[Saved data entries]
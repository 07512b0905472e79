pub mod backup;
pub mod check;

pub use backup::handle_backup;
pub use check::handle_check;
use crate::app::AppContext;
use crate::cli::CheckArgs;
use crate::commands::secrets::require_store;
use crate::errors::CliError;
use crate::output::{check_json, check_lines};

pub fn handle_check(ctx: &AppContext, args: &CheckArgs) -> anyhow::Result<()> {
    let store = ctx.open_store()?;
    require_store(&store)?;

    let report = store.check()?;

    if args.json {
        println!("{}", serde_json::to_string_pretty(&check_json(&report))?);
    } else if !ctx.quiet() || !report.is_healthy() {
        for line in check_lines(&report) {
            println!("{}", line);
        }
    }

    if !report.is_healthy() {
        return Err(CliError::IntegrityFailed(format!(
            "Integrity check failed: {} secret(s) do not decrypt with the current master password\nHint: Re-run `kc init` with the password they were saved under, or delete them.",
            report.undecryptable.len()
        ))
        .into());
    }
    Ok(())
}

# [PROBLEM]
Select all lines with the word "println" from the entries above.

# [EXERCISE RESPONSE]
        println!("{}", serde_json::to_string_pretty(&check_json(&report))?);
            println!("{}", line);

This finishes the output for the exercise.